[Extracted records]

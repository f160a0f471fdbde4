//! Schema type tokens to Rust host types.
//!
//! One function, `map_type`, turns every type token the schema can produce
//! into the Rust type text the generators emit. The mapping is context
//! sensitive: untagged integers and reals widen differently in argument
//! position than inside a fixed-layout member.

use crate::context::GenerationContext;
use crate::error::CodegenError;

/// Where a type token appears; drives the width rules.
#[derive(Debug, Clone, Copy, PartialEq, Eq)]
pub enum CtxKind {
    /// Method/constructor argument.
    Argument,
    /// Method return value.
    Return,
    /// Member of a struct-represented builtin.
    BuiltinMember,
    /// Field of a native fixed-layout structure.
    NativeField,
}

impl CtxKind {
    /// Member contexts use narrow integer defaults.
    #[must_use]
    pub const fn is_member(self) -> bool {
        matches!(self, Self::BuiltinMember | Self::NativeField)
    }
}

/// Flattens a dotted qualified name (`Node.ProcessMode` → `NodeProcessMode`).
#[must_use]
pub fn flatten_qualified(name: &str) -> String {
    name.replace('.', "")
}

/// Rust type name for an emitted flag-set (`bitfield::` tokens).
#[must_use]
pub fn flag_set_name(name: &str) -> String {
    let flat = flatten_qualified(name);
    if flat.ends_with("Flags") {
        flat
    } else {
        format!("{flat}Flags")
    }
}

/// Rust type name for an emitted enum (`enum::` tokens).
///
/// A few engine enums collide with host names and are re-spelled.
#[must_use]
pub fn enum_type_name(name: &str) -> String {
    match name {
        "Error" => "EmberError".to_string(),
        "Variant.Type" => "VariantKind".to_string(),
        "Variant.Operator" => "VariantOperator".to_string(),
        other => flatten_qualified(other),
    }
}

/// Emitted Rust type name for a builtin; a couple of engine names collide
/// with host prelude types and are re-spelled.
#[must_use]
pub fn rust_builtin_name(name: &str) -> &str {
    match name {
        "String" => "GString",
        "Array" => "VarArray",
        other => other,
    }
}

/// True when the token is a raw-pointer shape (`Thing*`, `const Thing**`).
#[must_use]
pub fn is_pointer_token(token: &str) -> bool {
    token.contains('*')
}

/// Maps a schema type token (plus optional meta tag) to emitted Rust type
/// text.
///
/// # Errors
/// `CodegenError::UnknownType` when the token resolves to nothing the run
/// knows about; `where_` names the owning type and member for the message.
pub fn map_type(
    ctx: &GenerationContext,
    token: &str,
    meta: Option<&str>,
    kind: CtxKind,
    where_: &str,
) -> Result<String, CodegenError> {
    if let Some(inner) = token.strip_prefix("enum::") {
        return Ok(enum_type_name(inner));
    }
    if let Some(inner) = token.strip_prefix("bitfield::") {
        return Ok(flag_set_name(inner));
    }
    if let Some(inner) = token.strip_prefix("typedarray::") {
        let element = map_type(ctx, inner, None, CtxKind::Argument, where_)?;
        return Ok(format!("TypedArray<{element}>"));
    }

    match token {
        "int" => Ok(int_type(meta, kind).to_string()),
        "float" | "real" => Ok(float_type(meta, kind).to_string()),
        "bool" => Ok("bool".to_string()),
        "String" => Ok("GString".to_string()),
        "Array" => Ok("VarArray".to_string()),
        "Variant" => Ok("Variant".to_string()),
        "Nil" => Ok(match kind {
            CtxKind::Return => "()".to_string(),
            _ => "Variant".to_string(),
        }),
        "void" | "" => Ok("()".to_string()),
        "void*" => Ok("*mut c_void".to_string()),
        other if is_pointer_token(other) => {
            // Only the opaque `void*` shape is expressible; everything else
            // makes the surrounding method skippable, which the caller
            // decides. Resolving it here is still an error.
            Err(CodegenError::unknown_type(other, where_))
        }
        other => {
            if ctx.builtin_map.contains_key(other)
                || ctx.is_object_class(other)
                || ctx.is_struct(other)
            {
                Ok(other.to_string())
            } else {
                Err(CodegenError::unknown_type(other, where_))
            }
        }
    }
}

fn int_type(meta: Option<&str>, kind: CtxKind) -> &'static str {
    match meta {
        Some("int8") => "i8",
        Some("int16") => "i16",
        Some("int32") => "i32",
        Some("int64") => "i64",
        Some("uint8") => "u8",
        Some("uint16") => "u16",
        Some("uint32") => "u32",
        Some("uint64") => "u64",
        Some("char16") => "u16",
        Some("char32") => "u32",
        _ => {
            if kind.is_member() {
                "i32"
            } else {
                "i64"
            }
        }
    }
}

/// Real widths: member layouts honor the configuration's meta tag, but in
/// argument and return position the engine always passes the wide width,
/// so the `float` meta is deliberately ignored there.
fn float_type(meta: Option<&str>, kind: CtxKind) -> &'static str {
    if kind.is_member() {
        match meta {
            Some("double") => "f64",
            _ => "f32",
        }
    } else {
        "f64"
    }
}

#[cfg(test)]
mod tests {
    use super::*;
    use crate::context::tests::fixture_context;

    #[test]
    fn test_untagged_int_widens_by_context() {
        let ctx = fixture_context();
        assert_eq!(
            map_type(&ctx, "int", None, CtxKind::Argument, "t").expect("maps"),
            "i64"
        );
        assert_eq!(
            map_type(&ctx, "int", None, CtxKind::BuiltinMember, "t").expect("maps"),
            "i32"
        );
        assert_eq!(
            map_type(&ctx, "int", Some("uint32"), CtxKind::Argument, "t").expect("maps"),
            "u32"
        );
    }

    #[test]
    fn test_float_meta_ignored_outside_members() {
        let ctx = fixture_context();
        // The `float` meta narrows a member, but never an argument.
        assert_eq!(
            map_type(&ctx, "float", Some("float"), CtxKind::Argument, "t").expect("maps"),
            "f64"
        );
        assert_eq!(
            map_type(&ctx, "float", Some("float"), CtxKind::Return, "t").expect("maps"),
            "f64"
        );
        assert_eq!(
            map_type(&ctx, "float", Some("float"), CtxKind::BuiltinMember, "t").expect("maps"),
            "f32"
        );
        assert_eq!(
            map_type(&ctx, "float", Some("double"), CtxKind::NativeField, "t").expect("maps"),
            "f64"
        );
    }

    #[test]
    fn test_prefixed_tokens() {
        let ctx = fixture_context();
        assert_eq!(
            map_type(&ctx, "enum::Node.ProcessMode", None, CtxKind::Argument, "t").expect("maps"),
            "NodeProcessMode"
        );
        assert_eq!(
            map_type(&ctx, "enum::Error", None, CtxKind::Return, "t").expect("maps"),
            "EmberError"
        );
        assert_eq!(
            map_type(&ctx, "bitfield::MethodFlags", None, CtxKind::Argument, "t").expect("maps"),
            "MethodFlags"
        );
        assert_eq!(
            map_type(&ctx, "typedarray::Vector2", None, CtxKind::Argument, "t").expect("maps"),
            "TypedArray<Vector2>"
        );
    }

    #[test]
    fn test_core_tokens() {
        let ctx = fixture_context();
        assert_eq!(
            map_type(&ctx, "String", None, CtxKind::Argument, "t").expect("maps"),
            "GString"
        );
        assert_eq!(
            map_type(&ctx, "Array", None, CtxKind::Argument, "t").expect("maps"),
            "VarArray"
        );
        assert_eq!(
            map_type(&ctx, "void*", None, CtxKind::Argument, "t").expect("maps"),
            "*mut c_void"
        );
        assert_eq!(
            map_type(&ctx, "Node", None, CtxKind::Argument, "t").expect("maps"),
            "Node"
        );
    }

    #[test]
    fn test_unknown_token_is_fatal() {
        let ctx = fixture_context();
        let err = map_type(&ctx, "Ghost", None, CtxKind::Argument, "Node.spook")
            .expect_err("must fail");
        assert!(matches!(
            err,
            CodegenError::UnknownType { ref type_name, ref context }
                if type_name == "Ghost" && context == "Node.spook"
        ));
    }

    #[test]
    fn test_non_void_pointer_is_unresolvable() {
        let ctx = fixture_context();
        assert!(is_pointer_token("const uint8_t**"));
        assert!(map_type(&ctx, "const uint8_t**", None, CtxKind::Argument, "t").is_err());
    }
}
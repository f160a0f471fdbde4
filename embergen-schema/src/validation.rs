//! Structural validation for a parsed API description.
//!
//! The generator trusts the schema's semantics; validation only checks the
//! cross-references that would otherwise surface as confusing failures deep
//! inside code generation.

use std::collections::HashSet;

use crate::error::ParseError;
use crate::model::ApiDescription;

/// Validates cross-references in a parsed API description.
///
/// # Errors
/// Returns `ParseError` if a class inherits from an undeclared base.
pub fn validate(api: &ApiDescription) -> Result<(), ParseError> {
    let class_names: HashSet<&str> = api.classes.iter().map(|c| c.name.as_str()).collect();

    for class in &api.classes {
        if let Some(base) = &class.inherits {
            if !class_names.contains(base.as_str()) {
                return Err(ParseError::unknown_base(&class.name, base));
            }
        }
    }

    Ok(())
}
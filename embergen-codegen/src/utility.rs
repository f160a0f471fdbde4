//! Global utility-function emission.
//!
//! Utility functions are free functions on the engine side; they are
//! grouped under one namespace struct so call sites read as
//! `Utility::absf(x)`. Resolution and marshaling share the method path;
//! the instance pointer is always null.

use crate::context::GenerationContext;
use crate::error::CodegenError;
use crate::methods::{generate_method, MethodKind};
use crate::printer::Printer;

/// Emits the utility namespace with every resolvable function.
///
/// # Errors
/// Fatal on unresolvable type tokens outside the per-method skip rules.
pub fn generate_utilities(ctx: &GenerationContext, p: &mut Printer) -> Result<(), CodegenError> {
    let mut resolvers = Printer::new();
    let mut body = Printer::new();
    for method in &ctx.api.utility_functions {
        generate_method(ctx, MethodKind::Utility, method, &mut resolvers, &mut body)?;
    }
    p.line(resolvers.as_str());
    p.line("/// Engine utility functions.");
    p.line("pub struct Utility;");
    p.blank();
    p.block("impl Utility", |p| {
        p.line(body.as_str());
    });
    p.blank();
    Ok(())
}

◆ What the task asks
Copy all lines above containing the string "position".

◆ Solution for this task
//! position than inside a fixed-layout member.
/// argument and return position the engine always passes the wide width,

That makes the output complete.